The Interstate Commerce Commission, in an unusual move, is considering the possibility of ordering another railroad to take over the Midwest shipping service of strike- and bankruptcy-plagued Rock Island railroad.

Shipments of farm products have been piling up in the Midwest since the Chicago, Rock Island and Pacific Railroad Co., in bankruptcy proceedings since 1975, was struck Aug. 28 by the Brotherhood of Railway and Airline Clerks and on the next day by the United Transportation Union. The strikes have idled service along 7,200 miles of track in 13 states that are served by the Rock Island, one of the nation's major grain haulers.

Although the Rock Island's shaky financial situation and the current strikes are unrelated, the strike could affect the railroad's cash position, the ICC was told yesterday by its staff, thus making a "directed service" order a distinct possibility.

Under the law, the ICC has authority to direct other railroads to operate the services of a railroad that ceases its operations because of a cash shortage or a court order. The substitute railroads are entitled to reimbursement for losses incurred and a 6 percent profit on the operations performed. The authority, designed to provide continued rail service to shippers on an emergency basis while long-term restructuring solutions are developed, allows directed service for up to eight months.

Should the ICC take this course, it will be the second time; directed service was instituted in 1974 on the Lehigh and New England Railroad in Pennsylvania.

Although the ICC made no decisions at yesterday's meeting, it was briefed by its staff on its options should a directed service order appear necessary.

One possibility is the selection of a neutral railroad, one that ordinarily doesn't serve the region, to operate the Rock Island for the first 60 days. ICC staffers have met individually with the Norfolk & Western, the Fam- ily Lines, the Chessie System and the Southern Railway in exploratory talks.

In an effort to develop a longer-term approach as well, about 20 midwestern and western railroads have been contacted to see whether they might be willing to operate any of the Rock Island's lines on a voluntary, non compensated basis. They also were asked which of the lines they might be interested in operating under a directed -- therefore, paying -- order.

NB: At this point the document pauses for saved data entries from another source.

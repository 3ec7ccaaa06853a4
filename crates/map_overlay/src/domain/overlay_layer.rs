use crate::domain::GeofencePartition;
use common::domain::Geofence;
use serde::Serialize;
use serde_json::{json, Value};

pub const NON_BREACHING_FILL_COLOR: &str = "#FF1B57";
pub const BREACHING_FILL_COLOR: &str = "#2DC9C9";
pub const GEOFENCE_FILL_OPACITY: f64 = 0.4;

/// Fill paint of a polygon layer
#[derive(Debug, Clone, PartialEq, Serialize)]
pub struct FillStyle {
    #[serde(rename = "fill-color")]
    pub fill_color: String,
    #[serde(rename = "fill-opacity")]
    pub fill_opacity: f64,
}

impl FillStyle {
    pub fn non_breaching() -> Self {
        Self {
            fill_color: NON_BREACHING_FILL_COLOR.to_string(),
            fill_opacity: GEOFENCE_FILL_OPACITY,
        }
    }

    pub fn breaching() -> Self {
        Self {
            fill_color: BREACHING_FILL_COLOR.to_string(),
            fill_opacity: GEOFENCE_FILL_OPACITY,
        }
    }
}

/// One styled polygon layer with its GeoJSON source data
#[derive(Debug, Clone, PartialEq, Serialize)]
pub struct OverlayLayer {
    pub id: String,
    pub paint: FillStyle,
    pub data: Value,
}

/// Both geofence layers as they should currently be drawn
#[derive(Debug, Clone, PartialEq, Serialize)]
pub struct RenderedOverlay {
    pub visible: bool,
    pub non_breaching: OverlayLayer,
    pub breaching: OverlayLayer,
}

impl RenderedOverlay {
    pub fn render(partition: &GeofencePartition, visible: bool) -> Self {
        Self {
            visible,
            non_breaching: OverlayLayer {
                id: "polygons".to_string(),
                paint: FillStyle::non_breaching(),
                data: feature_collection(&partition.non_breaching),
            },
            breaching: OverlayLayer {
                id: "polygonsBreached".to_string(),
                paint: FillStyle::breaching(),
                data: feature_collection(&partition.breaching),
            },
        }
    }

    /// Layers to draw; none when the overlay is hidden
    pub fn visible_layers(&self) -> Vec<&OverlayLayer> {
        if self.visible {
            vec![&self.non_breaching, &self.breaching]
        } else {
            Vec::new()
        }
    }
}

/// GeoJSON FeatureCollection with one Polygon feature per geofence
pub fn feature_collection(geofences: &[Geofence]) -> Value {
    let features: Vec<Value> = geofences
        .iter()
        .map(|geofence| {
            json!({
                "type": "Feature",
                "properties": { "geofenceId": geofence.geofence_id },
                "geometry": {
                    "type": "Polygon",
                    "coordinates": [geofence.polygon],
                },
            })
        })
        .collect();

    json!({
        "type": "FeatureCollection",
        "features": features,
    })
}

Another suggestion the ICC is considering is utilizing a management team drawn from more than one railroad in order to avoid substantially draining the management resources of any one railroad. A directed service order to a terminal railroad company owned jointly by many of the railroads -- such as the 10-railroad Kansas City Terminal Railroad -- also is being considered.Under that option, the terminal company would draw a management team from its owning railroads or any others interested.

As part of the plan for resuming rail service, special legislation and a presidential back-to-work order to striking workers under the National Railway Labor Act also may be needed, sources said. Under directed service, a railroad would use the Rock Island's employes and equipment to resume service. The railroad has 8,000 employes, of which about 3,200 are covered by the two striking unions' contracts.

Another problem in a directed-service situation is the poor condition of the Rock Island's track. No carrier can be ordered to run over track that doesn't meet federal minimum safety standards, allowing a train to run at 10 miles an hour, an ICC spokesman said. A Federal Railroad Administration survey of about half the Rock Island's main-line track found a good bit of it in poor condition. About 58 percent of the nearly 5,000 miles inspected during July was not operable at the posted speeds, he said.

Although the ICC also is exploring a possible directed-service order for the Milwaukee Road, also in bankruptcy proceedings, the Rock Island presents the commission with a more extensive problem. Although long segments of the Milwaukee's 9,000 miles of track have no traffic and thus don't need emergency substitute service, there is traffic on virtually all of the Rock Island's segments, the ICC staff said.